EU renewables offset €11Bn of gas costs during Ukraine war

News Analysis

20

Oct

2022

EU renewables offset €11Bn of gas costs during Ukraine war

New study shows wind and solar energy generated 25% of EU electricity since the beginning of war in Ukraine, with year-on-year growth saving the equivalent of €11Bn (US$10.7Bn) in imported gas costs.

A new study by think tanks E3G and Ember shows record growth in wind and solar energy generation in EU avoided €11Bn of potential gas costs since the start of the war in Ukraine. Over the same period, the EU still spent €82Bn on fossil gas to produce 20% of its electricity supply.

In the period from March to September 2022, the EU produced 39 TWh more power through renewables than over the same period in 2021. The study suggests that the record increase in renewables to 24% of EU electricity generation has avoided gas imports equal to a supply cost of €11Bn.

Russian gas imports provided 41% of the EU’s gas imports in 2020. In September 2022, the price of energy was 40.8% higher than a year before, contributing significantly to the overall high inflation figures across the EU. The European Commission’s RePowerEU program presented back in May 2022 was in part a response to the impact of relying on Russian gas imports and raised targets for renewables from 40% to 45% by 2030.

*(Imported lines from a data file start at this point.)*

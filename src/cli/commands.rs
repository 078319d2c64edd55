// ============================================================
// Layer 1 — CLI Commands and Arguments
// ============================================================
// Defines the subcommands `train`, `predict` and `models` and
// all their configurable flags.
//
// clap's derive macros automatically generate:
//   - help text (--help)
//   - error messages for missing args
//   - type conversion (string → usize, f64, EmbeddingFormat, etc.)
//
// Reference: Rust Book §12 (Building a CLI Program)

use clap::{Args, Subcommand};

use crate::application::train_use_case::TrainConfig;
use crate::data::embeddings::EmbeddingFormat;

#[derive(Subcommand, Debug)]
pub enum Commands {
    /// Train a reader on a jtr dataset, evaluate it and optionally store it
    Train(TrainArgs),

    /// Answer questions with a stored reader
    Predict(PredictArgs),

    /// List the registered reader names
    Models,
}

/// All arguments for the `train` command.
#[derive(Args, Debug)]
pub struct TrainArgs {
    /// Registered reader name, e.g. fastqa_reader or dam_snli_reader
    #[arg(long, default_value = "fastqa_reader")]
    pub model: String,

    /// Training set in jtr JSON format
    #[arg(long)]
    pub train: String,

    /// Development set, evaluated after training
    #[arg(long)]
    pub dev: Option<String>,

    /// Test set, evaluated after training
    #[arg(long)]
    pub test: Option<String>,

    /// Pretrained word embeddings; without them embeddings are learned
    /// from scratch
    #[arg(long)]
    pub embeddings: Option<String>,

    /// glove, word2vec or word2vec_bin
    #[arg(long, default_value = "glove")]
    pub embedding_format: EmbeddingFormat,

    /// Scale every pretrained vector to unit length
    #[arg(long)]
    pub normalize_embeddings: bool,

    /// Keep pretrained embeddings fixed during training
    #[arg(long)]
    pub freeze_embeddings: bool,

    /// Number of full passes through the training data
    #[arg(long, default_value_t = 5)]
    pub epochs: usize,

    #[arg(long, default_value_t = 32)]
    pub batch_size: usize,

    #[arg(long, default_value_t = 1e-3)]
    pub learning_rate: f64,

    /// L2 weight decay penalty
    #[arg(long)]
    pub l2: Option<f32>,

    /// Clip gradients to [-clip_value, clip_value]
    #[arg(long)]
    pub clip_value: Option<f32>,

    /// Dropout probability, i.e. 1 - keep probability
    #[arg(long, default_value_t = 0.1)]
    pub dropout: f64,

    /// Hidden size of the encoders
    #[arg(long, default_value_t = 32)]
    pub repr_dim: usize,

    /// Embedding size when no pretrained embeddings are given
    #[arg(long, default_value_t = 50)]
    pub embedding_dim: usize,

    /// Longest answer span in tokens (QA readers)
    #[arg(long, default_value_t = 10)]
    pub max_span_size: usize,

    /// Number of ranked answers per question
    #[arg(long, default_value_t = 3)]
    pub top_k: usize,

    /// Dataset tokens seen fewer times are left out of the vocabulary
    #[arg(long, default_value_t = 1)]
    pub vocab_min_freq: usize,

    /// Maximum number of dataset tokens added to the vocabulary
    #[arg(long)]
    pub vocab_max_size: Option<usize>,

    #[arg(long, default_value_t = 1337)]
    pub seed: u64,

    /// Store the trained reader in this directory
    #[arg(long)]
    pub save_dir: Option<String>,

    /// Append the per-epoch train/dev/test scores to this CSV file
    #[arg(long)]
    pub write_metrics_to: Option<String>,

    /// Report loss and speed every N iterations
    #[arg(long, default_value_t = 10)]
    pub log_interval: usize,

    /// Train and evaluate on the first --debug-examples training examples
    #[arg(long)]
    pub debug: bool,

    #[arg(long, default_value_t = 10)]
    pub debug_examples: usize,
}

/// Convert CLI TrainArgs into the application-layer TrainConfig.
/// The application layer never sees clap types.
impl From<TrainArgs> for TrainConfig {
    fn from(a: TrainArgs) -> Self {
        TrainConfig {
            model:                a.model,
            train_file:           a.train,
            dev_file:             a.dev,
            test_file:            a.test,
            embeddings:           a.embeddings,
            embedding_format:     a.embedding_format,
            normalize_embeddings: a.normalize_embeddings,
            freeze_embeddings:    a.freeze_embeddings,
            epochs:               a.epochs,
            batch_size:           a.batch_size,
            learning_rate:        a.learning_rate,
            l2:                   a.l2,
            clip_value:           a.clip_value,
            dropout:              a.dropout,
            repr_dim:             a.repr_dim,
            embedding_dim:        a.embedding_dim,
            max_span_size:        a.max_span_size,
            top_k:                a.top_k,
            vocab_min_freq:       a.vocab_min_freq,
            vocab_max_size:       a.vocab_max_size,
            seed:                 a.seed,
            save_dir:             a.save_dir,
            write_metrics_to:     a.write_metrics_to,
            log_interval:         a.log_interval,
            debug:                a.debug,
            debug_examples:       a.debug_examples,
        }
    }
}

/// All arguments for the `predict` command.
/// Either --dataset, or --question with one or more --support.
#[derive(Args, Debug)]
pub struct PredictArgs {
    /// Directory written by `train --save-dir`
    #[arg(long)]
    pub reader_dir: String,

    /// jtr dataset whose questions should be answered
    #[arg(long, conflicts_with = "question")]
    pub dataset: Option<String>,

    /// Only read the first N questions of --dataset
    #[arg(long)]
    pub max_count: Option<usize>,

    /// Also score the predictions against the dataset's answers
    #[arg(long, requires = "dataset")]
    pub evaluate: bool,

    /// Questions per inference batch when evaluating
    #[arg(long, default_value_t = 32)]
    pub batch_size: usize,

    /// A single question to answer
    #[arg(long, requires = "support")]
    pub question: Option<String>,

    /// Support passage for --question (repeatable)
    #[arg(long)]
    pub support: Vec<String>,

    /// Candidate answer for --question (repeatable)
    #[arg(long)]
    pub candidate: Vec<String>,

    /// Mark answers with [[ ]] instead of terminal colours
    #[arg(long)]
    pub plain: bool,
}

#[cfg(test)]
mod tests {
    use super::*;
    use crate::cli::Cli;
    use clap::Parser;

    #[test]
    fn test_train_args_convert_to_config() {
        let cli = Cli::try_parse_from([
            "jack-readers", "train",
            "--model", "dam_reader",
            "--train", "data/snli_snippet.json",
            "--embedding-format", "word2vec",
            "--freeze-embeddings",
            "--l2", "0.001",
            "--debug",
        ])
        .unwrap();

        let Commands::Train(args) = cli.command else { panic!("expected train") };
        let cfg: TrainConfig = args.into();
        assert_eq!(cfg.model, "dam_reader");
        assert_eq!(cfg.embedding_format, EmbeddingFormat::Word2VecText);
        assert_eq!(cfg.l2, Some(0.001));
        assert!(cfg.debug);
        assert!(!cfg.reader_config().train_embeddings);
    }

    #[test]
    fn test_predict_requires_support_with_question() {
        let err = Cli::try_parse_from([
            "jack-readers", "predict", "--reader-dir", "out", "--question", "Why?",
        ]);
        assert!(err.is_err());

        let ok = Cli::try_parse_from([
            "jack-readers", "predict", "--reader-dir", "out",
            "--question", "Why?", "--support", "Because.", "--support", "Really.",
        ])
        .unwrap();
        let Commands::Predict(args) = ok.command else { panic!("expected predict") };
        assert_eq!(args.support.len(), 2);
    }

    #[test]
    fn test_predict_batch_size() {
        let parse = |extra: &[&str]| {
            let mut argv = vec!["jack-readers", "predict", "--reader-dir", "out", "--dataset", "d.json", "--evaluate"];
            argv.extend_from_slice(extra);
            Cli::try_parse_from(argv)
        };

        let Commands::Predict(args) = parse(&[]).unwrap().command else { panic!("expected predict") };
        assert_eq!(args.batch_size, 32);
        let Commands::Predict(args) = parse(&["--batch-size", "4"]).unwrap().command else { panic!("expected predict") };
        assert_eq!(args.batch_size, 4);
    }

    #[test]
    fn test_models_subcommand_parses() {
        let cli = Cli::try_parse_from(["jack-readers", "models"]).unwrap();
        assert!(matches!(cli.command, Commands::Models));
    }
}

Covid lockdowns introduced the narrative that structural disruptions in energy use can inadvertently result in environmental upsides. Creating an EU response to its reliance on Russian gas is set to give policies around renewables and hydrogen the same temporary boost. Their ultimate success will still require a longer term and permanent commitment across all EU member states. Targets for 2030 renewable power at a member state-level still currently range between 20% and 100%.